La route du « bouclier d’immunité » ou « vêtements de mouton » du SRAS-CoV-2 à son talon d’Achille a impliqué plusieurs techniques de recherche de pointe. En collaboration avec Peter Hinterdorfer de l’Institut de biophysique de l’Université de Linz, en Autriche, l’équipe a utilisé des méthodes biophysiques de haute technologie pour analyser en détail comment se déroule la liaison de la lectine. Par exemple, les chercheurs ont mesuré quelles forces de liaison et combien de liaisons se produisent entre les lectines et la protéine Spike. Cela a également permis de préciser à quelles structures de sucre Clec4g et CD209c s’attachent.
Interventions thérapeutiques à l’horizon
Autre bonne nouvelle : l’équipe a découvert que les deux lectines se lient au site N-glycane N343 de la protéine Spike. Ce site spécifique est si crucial pour le Spike qu’il ne peut jamais être perdu dans une variante infectieuse. En effet, une délétion de ce site de glycosylation rend instable la protéine Spike. De plus, d’autres groupes ont également montré que les virus avec N343 muté n’étaient pas infectieux. « Cela signifie que nos lectines se lient à un site glycane qui est essentiel pour la fonction Spike – il est donc très peu probable qu’un mutant puisse survenir sans ce glycane », explique Mereiter.
Et l’histoire ne s’arrête pas là. À l’enthousiasme de l’équipe, les deux lectines ont également diminué l’infectiosité du SRAS-CoV-2 des cellules pulmonaires humaines. Pour Josef Penninger et toute l’équipe, ces résultats sont prometteurs pour des interventions thérapeutiques panvariantes contre le SRAS-CoV-2.
Penninger résume : « L’approche se compare au mécanisme du candidat-médicament ‘APN01’ [Apeiron Biologics], qui fait actuellement l’objet d’essais cliniques avancés. Il s’agit d’un ACE2 humain issu de la bio-ingénierie qui se lie également à la protéine Spike. Lorsque la protéine Spike est occupée par le médicament, la porte d’entrée dans la cellule est bloquée. Maintenant, nous avons identifié des lectines de mammifères naturelles qui sont capables de faire exactement cela ! »
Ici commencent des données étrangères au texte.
//! Bounded batching of resolved entities into grouped inserts.

use sales_core::{Customer, Order, OrderItem, Product};
use sales_ingest::ResolvedRecord;
use sales_storage::{SalesTransaction, StoreError};
use serde::Serialize;
use thiserror::Error;
use tracing::{debug, error};

pub const DEFAULT_BATCH_SIZE: usize = 1000;

/// Largest batch whose grouped order insert (6 binds per row) stays within
/// Postgres' 65535 bind parameters per statement.
pub const MAX_BATCH_SIZE: usize = u16::MAX as usize / 6;

/// A fatal insert failure. Customer and product failures never produce one.
#[derive(Debug, Error)]
#[error("failed to insert {entity}: {source}")]
pub struct WriteError {
    pub entity: &'static str,
    #[source]
    pub source: StoreError,
}

#[derive(Debug, Clone, Default, PartialEq, Eq, Serialize)]
pub struct WriteStats {
    /// Records per flush, in flush order.
    pub flushes: Vec<usize>,
    pub customers_inserted: u64,
    pub products_inserted: u64,
    pub orders_inserted: u64,
    pub order_items_inserted: u64,
    pub customer_insert_failures: u64,
    pub product_insert_failures: u64,
}

/// Four parallel buffers flushed every `batch_size` records, parents first.
#[derive(Debug)]
pub struct BatchWriter {
    batch_size: usize,
    pending_records: usize,
    customers: Vec<Customer>,
    products: Vec<Product>,
    orders: Vec<Order>,
    order_items: Vec<OrderItem>,
    stats: WriteStats,
}

impl BatchWriter {
    pub fn new(batch_size: usize) -> Self {
        let batch_size = batch_size.clamp(1, MAX_BATCH_SIZE);
        Self {
            batch_size,
            pending_records: 0,
            customers: Vec::new(),
            products: Vec::new(),
            orders: Vec::with_capacity(batch_size),
            order_items: Vec::with_capacity(batch_size),
            stats: WriteStats::default(),
        }
    }

    pub async fn push<T: SalesTransaction>(
        &mut self,
        tx: &mut T,
        record: ResolvedRecord,
    ) -> Result<(), WriteError> {
        if let Some(customer) = record.customer {
            self.customers.push(customer);
        }
        if let Some(product) = record.product {
            self.products.push(product);
        }
        self.orders.push(record.order);
        self.order_items.push(record.item);
        self.pending_records += 1;

        if self.pending_records >= self.batch_size {
            self.flush(tx).await?;
        }
        Ok(())
    }

    /// Flushes the trailing partial batch and returns the totals.
    pub async fn finish<T: SalesTransaction>(mut self, tx: &mut T) -> Result<WriteStats, WriteError> {
        if self.pending_records > 0 || !self.customers.is_empty() || !self.products.is_empty() {
            self.flush(tx).await?;
        }
        Ok(self.stats)
    }

    async fn flush<T: SalesTransaction>(&mut self, tx: &mut T) -> Result<(), WriteError> {
        let records = self.pending_records;
        debug!(
            records,
            customers = self.customers.len(),
            products = self.products.len(),
            "flushing batch"
        );

        if !self.customers.is_empty() {
            match tx.insert_customers(&self.customers).await {
                Ok(n) => self.stats.customers_inserted += n,
                Err(err) => {
                    self.stats.customer_insert_failures += 1;
                    error!(rows = self.customers.len(), error = %err, "failed to insert customers");
                }
            }
        }
        if !self.products.is_empty() {
            match tx.insert_products(&self.products).await {
                Ok(n) => self.stats.products_inserted += n,
                Err(err) => {
                    self.stats.product_insert_failures += 1;
                    error!(rows = self.products.len(), error = %err, "failed to insert products");
                }
            }
        }
        if !self.orders.is_empty() {
            self.stats.orders_inserted += tx
                .insert_orders(&self.orders)
                .await
                .map_err(|source| WriteError {
                    entity: "orders",
                    source,
                })?;
        }
        if !self.order_items.is_empty() {
            self.stats.order_items_inserted += tx
                .insert_order_items(&self.order_items)
                .await
                .map_err(|source| WriteError {
                    entity: "order items",
                    source,
                })?;
        }

        self.customers.clear();
        self.products.clear();
        self.orders.clear();
        self.order_items.clear();
        self.pending_records = 0;
        self.stats.flushes.push(records);
        Ok(())
    }
}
La production de la protéine recombinante SARS-CoV-2 Spike dans des conditions contrôlées a été réalisée à l’Institut de biochimie de l’Université des ressources naturelles et des sciences de la vie (BOKU), Vienne et coordonnée par le professeur Lukas Mach dans le cadre du BOKU Covid initiative. Cette production a respecté la localisation précise de la chaîne de sucre conservée qui permet aux lectines endogènes de se fixer au virus. Cette forme hautement spécialisée d’analyse des glycoprotéines est au cœur des recherches du groupe de Friedrich Altmann au BOKU depuis des décennies. « Bien que l’analyse de la glycoprotéine de pointe soit déjà un défi assez considérable dans des conditions normales, il n’a été possible d’effectuer les mesures nécessaires qu’en ces temps particuliers de bureau à domicile, d’enseignement à distance et de verrouillage dur en raison du grand travail d’équipe de Je voudrais exprimer mes sincères remerciements à toutes les personnes impliquées », déclare Johannes Stadlmann, chef de projet dans le groupe de recherche Altmann à BOKU.
Ce travail a impliqué une équipe internationale de chercheurs, dont Ali Mirazimi du Karolinska Institutet de Stockholm, en Suède. De plus, plusieurs chercheurs seniors en Autriche ont contribué à ce travail : Johannes Stadlmann, Chris Oostenbrink, Lukas Mach et Friedrich Altmann à BOKU, Peter Hinterdorfer à l’Université Johannes Kepler de Linz, ainsi que Gerald Wirnsberger à Apeiron Biologics, Vienne.